++++ Entries shown

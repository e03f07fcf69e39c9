//! Field encryption primitives.
//!
//! This module is free of storage and domain dependencies. It provides the
//! [`Encryptor`] capability, the two engines implementing it, and the
//! dispatcher that picks an engine from configuration or from an existing
//! envelope.
//!
//! # Ciphertext format
//!
//! ```text
//! v1.<base64(ciphertext+tag)>.<base64(nonce)>
//! ```
//!
//! See [`envelope`] for the codec. The version prefix lets already persisted
//! rows keep decrypting after the write path moves to a new scheme.

pub mod aead;
pub mod envelope;
pub mod error;
pub mod factory;
pub mod integer;
pub mod legacy;

pub use aead::AeadEngine;
pub use envelope::{Envelope, Version};
pub use error::{CryptoError, Result};
pub use factory::{encryptor_for_ciphertext, new_encryptor, VersionedEncryptor};
pub use legacy::LegacyEngine;

use aes_gcm::aead::{rand_core::RngCore, OsRng};

/// Encrypt and decrypt bytes, strings and signed 64-bit integers to and from
/// envelope strings.
///
/// Implementations hold only an immutable key, so one instance can be shared
/// across threads without locking. Every encryption draws a fresh nonce or IV,
/// so encrypting the same value twice yields different envelopes.
pub trait Encryptor: Send + Sync {
    /// Encrypt raw bytes into an envelope.
    fn encrypt_bytes(&self, plaintext: &[u8]) -> Result<String>;

    /// Decrypt an envelope back to raw bytes.
    fn decrypt_bytes(&self, envelope: &str) -> Result<Vec<u8>>;

    fn encrypt_string(&self, value: &str) -> Result<String> {
        self.encrypt_bytes(value.as_bytes())
    }

    /// Decrypt an envelope holding UTF-8 text.
    ///
    /// # Errors
    ///
    /// Besides the errors of [`Encryptor::decrypt_bytes`], returns
    /// [`CryptoError::Decryption`] if the plaintext is not valid UTF-8.
    fn decrypt_string(&self, envelope: &str) -> Result<String> {
        let plaintext = self.decrypt_bytes(envelope)?;
        String::from_utf8(plaintext).map_err(|_| CryptoError::Decryption("plaintext is not UTF-8"))
    }

    fn encrypt_int(&self, value: i64) -> Result<String> {
        self.encrypt_bytes(&integer::encode(value))
    }

    /// Decrypt an envelope holding an 8-byte big-endian integer.
    ///
    /// # Errors
    ///
    /// Besides the errors of [`Encryptor::decrypt_bytes`], returns
    /// [`CryptoError::InvalidInteger`] if the plaintext is not 8 bytes.
    fn decrypt_int(&self, envelope: &str) -> Result<i64> {
        integer::decode(&self.decrypt_bytes(envelope)?)
    }
}

impl<T: Encryptor + ?Sized> Encryptor for std::sync::Arc<T> {
    fn encrypt_bytes(&self, plaintext: &[u8]) -> Result<String> {
        (**self).encrypt_bytes(plaintext)
    }

    fn decrypt_bytes(&self, envelope: &str) -> Result<Vec<u8>> {
        (**self).decrypt_bytes(envelope)
    }
}

/// Fill `buf` from the OS CSPRNG.
///
/// # Errors
///
/// Returns [`CryptoError::Encryption`] if the random source is unavailable.
pub(crate) fn fill_random(buf: &mut [u8]) -> Result<()> {
    OsRng
        .try_fill_bytes(buf)
        .map_err(|_| CryptoError::Encryption("random source unavailable"))
}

++++++++

Of the lines above, extract only those from the line with "lets already persisted" to the line with "let plaintext = self.decrypt_bytes(envelope)?;", both included, exactly as written.

## Result below
//! See [`envelope`] for the codec. The version prefix lets already persisted
//! rows keep decrypting after the write path moves to a new scheme.

pub mod aead;
pub mod envelope;
pub mod error;
pub mod factory;
pub mod integer;
pub mod legacy;

pub use aead::AeadEngine;
pub use envelope::{Envelope, Version};
pub use error::{CryptoError, Result};
pub use factory::{encryptor_for_ciphertext, new_encryptor, VersionedEncryptor};
pub use legacy::LegacyEngine;

use aes_gcm::aead::{rand_core::RngCore, OsRng};

/// Encrypt and decrypt bytes, strings and signed 64-bit integers to and from
/// envelope strings.
///
/// Implementations hold only an immutable key, so one instance can be shared
/// across threads without locking. Every encryption draws a fresh nonce or IV,
/// so encrypting the same value twice yields different envelopes.
pub trait Encryptor: Send + Sync {
    /// Encrypt raw bytes into an envelope.
    fn encrypt_bytes(&self, plaintext: &[u8]) -> Result<String>;

    /// Decrypt an envelope back to raw bytes.
    fn decrypt_bytes(&self, envelope: &str) -> Result<Vec<u8>>;

    fn encrypt_string(&self, value: &str) -> Result<String> {
        self.encrypt_bytes(value.as_bytes())
    }

    /// Decrypt an envelope holding UTF-8 text.
    ///
    /// # Errors
    ///
    /// Besides the errors of [`Encryptor::decrypt_bytes`], returns
    /// [`CryptoError::Decryption`] if the plaintext is not valid UTF-8.
    fn decrypt_string(&self, envelope: &str) -> Result<String> {
        let plaintext = self.decrypt_bytes(envelope)?;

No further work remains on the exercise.